--- Information provided Enclosed Below ---
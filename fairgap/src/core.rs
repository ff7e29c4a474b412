use std::sync::Arc;

use fairgap_cache::{ReportCache, ReportKey};
use fairgap_core::{
    CacheConfig, CalendarConfig, Candle, CandleSeries, ContinuityAnalyzer, ContinuityConfig,
    ContinuityReport, FairGapError, FillMode, FvgConfig, FvgDetector, FvgLifecycleTracker,
    FvgReport, Granularity, RuleSet, ScanStrategy, TradingCalendar, infer_granularity,
};

/// Entry point that runs FVG detection and continuity audits against one
/// shared trading calendar.
///
/// A `FairGap` is immutable after [`FairGapBuilder::build`] and cheap to
/// clone; clones share the calendar, the scan worker pool and the cache.
#[derive(Debug, Clone)]
pub struct FairGap {
    calendar: Arc<TradingCalendar>,
    fvg: FvgConfig,
    detector: FvgDetector,
    tracker: FvgLifecycleTracker,
    analyzer: ContinuityAnalyzer,
    adaptive_strategy: bool,
    cache: Option<ReportCache>,
}

/// Builder for constructing a [`FairGap`] with custom configuration.
#[derive(Debug, Clone, Default)]
pub struct FairGapBuilder {
    calendar_cfg: CalendarConfig,
    calendar: Option<Arc<TradingCalendar>>,
    fvg: FvgConfig,
    continuity: ContinuityConfig,
    adaptive_strategy: bool,
    cache_cfg: Option<CacheConfig>,
    cache: Option<ReportCache>,
}

impl FairGapBuilder {
    /// Create a new builder with the documented defaults.
    ///
    /// Behavior and trade-offs:
    /// - Defaults: three-bar plus single-bar-gap rules, a 40-bar age window,
    ///   0.75 overlap threshold, single-bar fills, batch continuity scans on
    ///   the global rayon pool and a 2000..=2100 New York calendar.
    /// - No cache is attached; every call recomputes.
    #[must_use]
    pub fn new() -> Self {
        Self::default()
    }

    /// Parameters for the calendar built at [`build`](Self::build).
    ///
    /// Ignored when a prebuilt calendar is supplied with
    /// [`calendar`](Self::calendar).
    #[must_use]
    pub const fn calendar_config(mut self, cfg: CalendarConfig) -> Self {
        self.calendar_cfg = cfg;
        self
    }

    /// Share an already built calendar.
    ///
    /// Behavior and trade-offs:
    /// - Holiday tables are computed once per calendar; sharing one across
    ///   several `FairGap` instances avoids rebuilding them.
    /// - Takes precedence over [`calendar_config`](Self::calendar_config).
    #[must_use]
    pub fn calendar(mut self, calendar: Arc<TradingCalendar>) -> Self {
        self.calendar = Some(calendar);
        self
    }

    /// Replace the whole FVG configuration.
    #[must_use]
    pub const fn fvg_config(mut self, cfg: FvgConfig) -> Self {
        self.fvg = cfg;
        self
    }

    /// Bars after the left bar during which a gap can still be filled.
    #[must_use]
    pub const fn max_age_bars(mut self, bars: usize) -> Self {
        self.fvg.max_age_bars = bars;
        self
    }

    /// Intersection-over-union at or above which two detections merge.
    ///
    /// Behavior and trade-offs:
    /// - Lower values merge more aggressively and report fewer, wider gaps.
    /// - Must lie in `(0, 1]`; checked at [`build`](Self::build).
    #[must_use]
    pub const fn overlap_threshold(mut self, threshold: f64) -> Self {
        self.fvg.overlap_threshold = threshold;
        self
    }

    /// Detection rules.
    #[must_use]
    pub const fn rules(mut self, rules: RuleSet) -> Self {
        self.fvg.rules = rules;
        self
    }

    /// How later bars fill a gap.
    ///
    /// Behavior and trade-offs:
    /// - `Single`: one bar body must cover the whole range.
    /// - `Accumulating`: bodies of several bars may cover it piecewise, so
    ///   gaps fill earlier and more often.
    #[must_use]
    pub const fn fill_mode(mut self, mode: FillMode) -> Self {
        self.fvg.fill_mode = mode;
        self
    }

    /// Replace the whole continuity configuration.
    #[must_use]
    pub const fn continuity_config(mut self, cfg: ContinuityConfig) -> Self {
        self.continuity = cfg;
        self
    }

    /// Fixed scan strategy for continuity audits.
    ///
    /// Every strategy returns the same report; they differ only in speed.
    /// Turns off [`adaptive_strategy`](Self::adaptive_strategy).
    #[must_use]
    pub const fn strategy(mut self, strategy: ScanStrategy) -> Self {
        self.continuity.strategy = strategy;
        self.adaptive_strategy = false;
        self
    }

    /// Choose the scan strategy per call from the series size.
    ///
    /// See [`ScanStrategy::for_size`]. One- and five-minute series count as
    /// high frequency.
    #[must_use]
    pub const fn adaptive_strategy(mut self, yes: bool) -> Self {
        self.adaptive_strategy = yes;
        self
    }

    /// Run partitioned scans on a dedicated pool of `n` threads.
    ///
    /// Behavior and trade-offs:
    /// - Without this, partitioned scans use rayon's global pool.
    /// - The pool lives as long as the `FairGap` and its clones.
    #[must_use]
    pub const fn workers(mut self, n: usize) -> Self {
        self.continuity.workers = Some(n);
        self
    }

    /// Bars per partition for the partitioned scan.
    #[must_use]
    pub const fn chunk_size(mut self, bars: usize) -> Self {
        self.continuity.chunk_size = bars;
        self
    }

    /// Attach a fresh report cache sized by `cfg`.
    #[must_use]
    pub const fn cache_config(mut self, cfg: CacheConfig) -> Self {
        self.cache_cfg = Some(cfg);
        self
    }

    /// Attach an existing cache, shared with whoever else holds it.
    ///
    /// Takes precedence over [`cache_config`](Self::cache_config).
    #[must_use]
    pub fn cache(mut self, cache: ReportCache) -> Self {
        self.cache = Some(cache);
        self
    }

    /// Build the `FairGap` instance.
    ///
    /// # Errors
    /// - `InvalidArg` if any configuration fails validation.
    /// - `Worker` if a dedicated scan pool cannot be started.
    pub fn build(self) -> Result<FairGap, FairGapError> {
        let calendar = match self.calendar {
            Some(c) => c,
            None => Arc::new(TradingCalendar::new(self.calendar_cfg)?),
        };
        let tracker = FvgLifecycleTracker::new(self.fvg)?;
        let analyzer = ContinuityAnalyzer::new(Arc::clone(&calendar), self.continuity)?;
        let cache = self
            .cache
            .or_else(|| self.cache_cfg.as_ref().map(ReportCache::new));

        #[cfg(feature = "tracing")]
        tracing::debug!(
            strategy = ?self.continuity.strategy,
            adaptive = self.adaptive_strategy,
            cached = cache.is_some(),
            "fairgap built"
        );

        Ok(FairGap {
            calendar,
            fvg: self.fvg,
            detector: FvgDetector::new(self.fvg.rules),
            tracker,
            analyzer,
            adaptive_strategy: self.adaptive_strategy,
            cache,
        })
    }
}

impl FairGap {
    /// Start building a new `FairGap` instance.
    ///
    /// ```rust
    /// use fairgap::{FairGap, FillMode, ScanStrategy};
    ///
    /// let fg = FairGap::builder()
    ///     .max_age_bars(60)
    ///     .fill_mode(FillMode::Accumulating)
    ///     .strategy(ScanStrategy::Partitioned)
    ///     .workers(2)
    ///     .build()?;
    /// # Ok::<(), fairgap::FairGapError>(())
    /// ```
    #[must_use]
    pub fn builder() -> FairGapBuilder {
        FairGapBuilder::new()
    }

    /// Shared trading calendar.
    #[must_use]
    pub fn calendar(&self) -> &Arc<TradingCalendar> {
        &self.calendar
    }

    /// FVG configuration used by [`detect_fvgs`](Self::detect_fvgs).
    #[must_use]
    pub const fn fvg_config(&self) -> &FvgConfig {
        &self.fvg
    }

    /// Continuity configuration.
    #[must_use]
    pub const fn continuity_config(&self) -> &ContinuityConfig {
        self.analyzer.config()
    }

    /// Attached report cache, if any.
    #[must_use]
    pub const fn cache(&self) -> Option<&ReportCache> {
        self.cache.as_ref()
    }

    /// Drop every cached report. No-op without a cache.
    pub fn clear_cache(&self) {
        if let Some(cache) = &self.cache {
            cache.clear();
        }
    }

    /// Wrap unlabelled candles in a series, inferring the granularity from
    /// their spacing.
    ///
    /// # Errors
    /// - `Data` with fewer than two distinct timestamps.
    /// - `UnsupportedGranularity` if the dominant spacing is not a known
    ///   interval.
    pub fn series_from_candles(&self, candles: Vec<Candle>) -> Result<CandleSeries, FairGapError> {
        let granularity = infer_granularity(&candles)?;
        Ok(CandleSeries::new(granularity, candles))
    }

    /// Detect, deduplicate and track fair value gaps with the configured
    /// options.
    ///
    /// Bars repeating a timestamp are dropped first, keeping the first bar
    /// of each timestamp, so every index in the report refers to the
    /// strictly increasing series.
    ///
    /// # Errors
    /// None with the current detectors: detection and tracking cannot fail
    /// once the facade is built. The signature matches
    /// [`detect_fvgs_with`](Self::detect_fvgs_with).
    #[cfg_attr(
        feature = "tracing",
        tracing::instrument(
            name = "fairgap::detect_fvgs",
            skip(self, series),
            fields(bars = series.len(), granularity = %series.granularity()),
            err,
        )
    )]
    pub fn detect_fvgs(&self, series: &CandleSeries) -> Result<FvgReport, FairGapError> {
        self.run_fvg(series, &self.fvg, self.detector, self.tracker)
    }

    /// Same as [`detect_fvgs`](Self::detect_fvgs) with one-off options.
    ///
    /// # Errors
    /// Returns `InvalidArg` if `cfg` fails validation.
    #[cfg_attr(
        feature = "tracing",
        tracing::instrument(
            name = "fairgap::detect_fvgs_with",
            skip(self, series, cfg),
            fields(bars = series.len(), max_age_bars = cfg.max_age_bars),
            err,
        )
    )]
    pub fn detect_fvgs_with(
        &self,
        series: &CandleSeries,
        cfg: &FvgConfig,
    ) -> Result<FvgReport, FairGapError> {
        let tracker = FvgLifecycleTracker::new(*cfg)?;
        self.run_fvg(series, cfg, FvgDetector::new(cfg.rules), tracker)
    }

    fn run_fvg(
        &self,
        series: &CandleSeries,
        cfg: &FvgConfig,
        detector: FvgDetector,
        tracker: FvgLifecycleTracker,
    ) -> Result<FvgReport, FairGapError> {
        let compute = || {
            let strict = series.has_duplicates().then(|| series.dedup());
            let bars = strict.as_ref().unwrap_or(series);
            Ok(tracker.resolve(bars, detector.detect(bars)))
        };
        match &self.cache {
            Some(cache) => cache
                .fvg_report(ReportKey::fvg(series, cfg), compute)
                .map(Arc::unwrap_or_clone),
            None => compute(),
        }
    }

    /// Audit `series`, recorded at `interval_minutes`, against the calendar.
    ///
    /// # Errors
    /// - `UnsupportedGranularity` for an unknown interval.
    /// - `InvalidArg` if the interval disagrees with the series.
    /// - `CalendarRangeExceeded` if the series leaves the calendar window.
    /// - `Worker` if a partitioned scan fails.
    #[cfg_attr(
        feature = "tracing",
        tracing::instrument(
            name = "fairgap::analyze_continuity",
            skip(self, series),
            fields(bars = series.len(), interval_minutes = interval_minutes),
            err,
        )
    )]
    pub fn analyze_continuity(
        &self,
        series: &CandleSeries,
        interval_minutes: u32,
    ) -> Result<ContinuityReport, FairGapError> {
        let compute = || self.analyzer_for(series).analyze(series, interval_minutes);
        match &self.cache {
            Some(cache) => cache
                .continuity_report(
                    ReportKey::continuity(series, interval_minutes, self.calendar.config()),
                    compute,
                )
                .map(Arc::unwrap_or_clone),
            None => compute(),
        }
    }

    /// Audit `series` at its own granularity.
    ///
    /// # Errors
    /// See [`analyze_continuity`](Self::analyze_continuity).
    pub fn analyze_series(&self, series: &CandleSeries) -> Result<ContinuityReport, FairGapError> {
        self.analyze_continuity(series, series.granularity().minutes())
    }

    fn analyzer_for(&self, series: &CandleSeries) -> ContinuityAnalyzer {
        if !self.adaptive_strategy {
            return self.analyzer.clone();
        }
        let high_freq = series.granularity() <= Granularity::M5;
        let strategy = ScanStrategy::for_size(series.len(), high_freq);
        #[cfg(feature = "tracing")]
        tracing::debug!(?strategy, "adaptive strategy selected");
        self.analyzer.with_strategy(strategy)
    }
}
--- End of Enclosed Information provided ---
__Brief__. Extract from the listing above the lines between the line containing "for continuity audits." and the line containing "cannot be started.", keeping both of those lines. Output nothing else.

__Solution to this exercise__.
    /// Fixed scan strategy for continuity audits.
    ///
    /// Every strategy returns the same report; they differ only in speed.
    /// Turns off [`adaptive_strategy`](Self::adaptive_strategy).
    #[must_use]
    pub const fn strategy(mut self, strategy: ScanStrategy) -> Self {
        self.continuity.strategy = strategy;
        self.adaptive_strategy = false;
        self
    }

    /// Choose the scan strategy per call from the series size.
    ///
    /// See [`ScanStrategy::for_size`]. One- and five-minute series count as
    /// high frequency.
    #[must_use]
    pub const fn adaptive_strategy(mut self, yes: bool) -> Self {
        self.adaptive_strategy = yes;
        self
    }

    /// Run partitioned scans on a dedicated pool of `n` threads.
    ///
    /// Behavior and trade-offs:
    /// - Without this, partitioned scans use rayon's global pool.
    /// - The pool lives as long as the `FairGap` and its clones.
    #[must_use]
    pub const fn workers(mut self, n: usize) -> Self {
        self.continuity.workers = Some(n);
        self
    }

    /// Bars per partition for the partitioned scan.
    #[must_use]
    pub const fn chunk_size(mut self, bars: usize) -> Self {
        self.continuity.chunk_size = bars;
        self
    }

    /// Attach a fresh report cache sized by `cfg`.
    #[must_use]
    pub const fn cache_config(mut self, cfg: CacheConfig) -> Self {
        self.cache_cfg = Some(cfg);
        self
    }

    /// Attach an existing cache, shared with whoever else holds it.
    ///
    /// Takes precedence over [`cache_config`](Self::cache_config).
    #[must_use]
    pub fn cache(mut self, cache: ReportCache) -> Self {
        self.cache = Some(cache);
        self
    }

    /// Build the `FairGap` instance.
    ///
    /// # Errors
    /// - `InvalidArg` if any configuration fails validation.
    /// - `Worker` if a dedicated scan pool cannot be started.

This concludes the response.